Guitarist Simon Belelty is the founder and owner of Jojo Records, the label named after his father. Through thirty years as a professional arranger, sideman and producer Belelty has rarely assumed the spotlight until now with Pee Wee, where he carries on the spirt of his father in an emotionally rich, harmonically strong voice. The album is a tribute to the ability a melody has to convey a moment’s emotional integrity. Belelty did not write any of these compositions but instead shines as an arranger. He says, “A lot of these melodies have stuck with me since I was 15 years old. Sometimes you feel ideas and melodies, but they’re not strong enough to transmit to someone else. I try to put them on paper and see them clearly enough so I can explain it to others.”
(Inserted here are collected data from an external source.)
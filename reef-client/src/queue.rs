//! Queue server endpoints

use reef_core::domain::agent::AgentIdentity;
use reef_core::domain::job::Job;
use reef_core::dto::job::PingResponse;
use reqwest::StatusCode;
use tracing::debug;

use crate::QueueClient;
use crate::error::{ClientError, Result};

impl QueueClient {
    // =============================================================================
    // Job Discovery
    // =============================================================================

    /// Ask the queue server whether a job is assigned to this agent
    ///
    /// # Returns
    /// * `Ok(Some(job))` - the server answered 200 with a job body
    /// * `Ok(None)` - any other status; no job is available yet
    /// * `Err(_)` - the server could not be reached, or a 200 body was malformed
    ///   or named a job id that is not a plain file name component
    pub async fn ping(&self, agent: &AgentIdentity) -> Result<Option<Job>> {
        let url = format!("{}/ping", self.base_url);
        let response = self
            .client
            .get(&url)
            .query(&[("agentId", agent.id.as_str()), ("queue", agent.queue.as_str())])
            .send()
            .await?;

        let status = response.status();
        if status != StatusCode::OK {
            debug!("Ping for {} returned {}, no job available", agent, status);
            return Ok(None);
        }

        let body = response.bytes().await?;
        let ping: PingResponse = serde_json::from_slice(&body).map_err(|e| {
            ClientError::ParseError(format!("Failed to parse ping response: {}", e))
        })?;

        let job = Job::try_from(ping).map_err(|e| ClientError::ParseError(e.to_string()))?;
        Ok(Some(job))
    }

    // =============================================================================
    // Job Claiming
    // =============================================================================

    /// Try to claim a job exclusively for an agent
    ///
    /// # Returns
    /// `Ok(true)` only when the server answers 200. Any other status means the
    /// job went to another agent or the server refused the claim.
    pub async fn acquire_job(&self, job_id: &str, agent_id: &str) -> Result<bool> {
        if job_id.is_empty() {
            return Err(ClientError::InvalidRequest(
                "job id cannot be empty".to_string(),
            ));
        }

        let url = format!("{}/job/acquire", self.base_url);
        let response = self
            .client
            .post(&url)
            .query(&[("jobId", job_id), ("agentId", agent_id)])
            .header(reqwest::header::CONTENT_TYPE, "application/json")
            .send()
            .await?;

        let status = response.status();
        if status != StatusCode::OK {
            debug!("Claim of job {} by {} refused with {}", job_id, agent_id, status);
            return Ok(false);
        }

        Ok(true)
    }
}

#[cfg(test)]
mod tests {
    use super::*;
    use wiremock::matchers::{method, path, query_param};
    use wiremock::{Mock, MockServer, ResponseTemplate};

    fn agent() -> AgentIdentity {
        AgentIdentity::new("agent-1", "linux")
    }

    #[tokio::test]
    async fn test_ping_returns_assigned_job() {
        let server = MockServer::start().await;

        Mock::given(method("GET"))
            .and(path("/ping"))
            .and(query_param("agentId", "agent-1"))
            .and(query_param("queue", "linux"))
            .respond_with(ResponseTemplate::new(200).set_body_string(
                r#"{"jobId":"J1","commands":["echo hi","false","echo bye"]}"#,
            ))
            .expect(1)
            .mount(&server)
            .await;

        let client = QueueClient::new(server.uri());
        let job = client.ping(&agent()).await.unwrap().unwrap();

        assert_eq!(job.id, "J1");
        assert_eq!(job.commands, vec!["echo hi", "false", "echo bye"]);
    }

    #[tokio::test]
    async fn test_ping_non_ok_status_means_no_job() {
        let server = MockServer::start().await;

        Mock::given(method("GET"))
            .and(path("/ping"))
            .respond_with(ResponseTemplate::new(404))
            .mount(&server)
            .await;

        let client = QueueClient::new(server.uri());
        assert!(client.ping(&agent()).await.unwrap().is_none());
    }

    #[tokio::test]
    async fn test_ping_path_like_job_id_is_parse_error() {
        let server = MockServer::start().await;

        Mock::given(method("GET"))
            .and(path("/ping"))
            .respond_with(ResponseTemplate::new(200).set_body_string(
                r#"{"jobId":"../escaped","commands":["echo hi"]}"#,
            ))
            .mount(&server)
            .await;

        let client = QueueClient::new(server.uri());
        let result = client.ping(&agent()).await;
        assert!(matches!(result, Err(ClientError::ParseError(_))));
    }

    #[tokio::test]
    async fn test_ping_malformed_body_is_parse_error() {
        let server = MockServer::start().await;

        Mock::given(method("GET"))
            .and(path("/ping"))
            .respond_with(ResponseTemplate::new(200).set_body_string("not json"))
            .mount(&server)
            .await;

        let client = QueueClient::new(server.uri());
        let result = client.ping(&agent()).await;
        assert!(matches!(result, Err(ClientError::ParseError(_))));
    }

    #[tokio::test]
    async fn test_ping_unreachable_server_is_transport_error() {
        let client = QueueClient::new("http://127.0.0.1:1");
        let err = client.ping(&agent()).await.unwrap_err();
        assert!(err.is_transport());
    }

    #[tokio::test]
    async fn test_acquire_job_success() {
        let server = MockServer::start().await;

        Mock::given(method("POST"))
            .and(path("/job/acquire"))
            .and(query_param("jobId", "J1"))
            .and(query_param("agentId", "agent-1"))
            .respond_with(ResponseTemplate::new(200))
            .expect(1)
            .mount(&server)
            .await;

        let client = QueueClient::new(server.uri());
        assert!(client.acquire_job("J1", "agent-1").await.unwrap());
    }

    #[tokio::test]
    async fn test_acquire_job_conflict() {
        let server = MockServer::start().await;

        Mock::given(method("POST"))
            .and(path("/job/acquire"))
            .respond_with(ResponseTemplate::new(409).set_body_string("already taken"))
            .mount(&server)
            .await;

        let client = QueueClient::new(server.uri());
        assert!(!client.acquire_job("J1", "agent-1").await.unwrap());
    }

    #[tokio::test]
    async fn test_acquire_job_rejects_empty_id() {
        let client = QueueClient::new("http://127.0.0.1:1");
        let result = client.acquire_job("", "agent-1").await;
        assert!(matches!(result, Err(ClientError::InvalidRequest(_))));
    }
}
As that quote implies, an arranger of Belelty’s ilk cannot turn these arrangements over to just any group of jazz musician. They have to be in tune with Belelty’’s mindset. First and foremost is the veteran, high acclaimed longtime collaborator, pianist Kirk Lightsey, who wrote the opening “Habiba” and was the one who first introduced the title track, composed by Tony Williams, to the leader. Belelty consciously chose the compositions with a particular set of musicians in mind. So, in addition to Belelty and Lightsey, they are Jason Brown (drums), Gilles Naturel (bass), Asaf Yuria (soprano and tenor saxophones) and Josh Evans (trumpet). Special guests John Betsch (drums) and Darryl Hall (bass) arrive on tracks 3 and 4, stepping in for Brown and Naturel momentarily to address the specific nuances of Belelty’s vision for each tune.
Belelty’s guitar is rarely the focal instrument. He is most often comfortable the spaces between the piano and two horns. “Pee Wee,” with Betsch and Hall as the rhythm tandem (as they are again on “Witch Hunt”) is self-described as a deceptively complex tune that offers sad tones with an optimistic coating. Belelty does play the head on Steve Grossman’s swinging “415 Central Park West,” one that provides room for all the major soloists, with Yuria and Evans making their most fiery statements on the disc. Belelty’s distinctive arranging style colors seven other more familiar tunes, but some of them are rarely covered. Of course the Wayne Shorter tracks “Witch Hunt” and “United” are among the well-known. Belelty does step out and solo sprightly on the former but cedes more of the spotlight to Lightsey as the two of them often performed both tunes while on tour with the late great Jerry Gonzalez, in memory of whom Belelty’s band recorded the tracks. Speaking of Lightsey, his lead track, “Habiba” features both the pianist and guitarist in elongated solos with shorter turns form Evans and Yuria. “More Than You Know” is a duet between the pianist and Yuria on tenor saxophone, a delectably sublime, graceful ballad.
Thad Jones’ “Lady Luck,” a tune Belelty regularly performs live, has remained a theme in his musical life since the age of 14, and consequently makes an appearance on this recording, a feature for the bassist Naturel and drummer Brown with Evans soaring above their bubbling undercurrent, followed by Belelty and Lightsey each weaving the melody gracefully. The closing “Never Let Me Go”, is a sonic experiment the band had not previously rehearsed together but proves to be yet another example of the strong chemistry between Belelty and Lightsey who essentially give it a most tender guitar-piano duet treatment,
Just as T.J English describes Belelty in the liners as one who somehow snuck through the back door and commanded the bandstand, the album itself is sneakily strong, not flashy, but warmly lyrical and tightly interwoven with expertly executed interplay.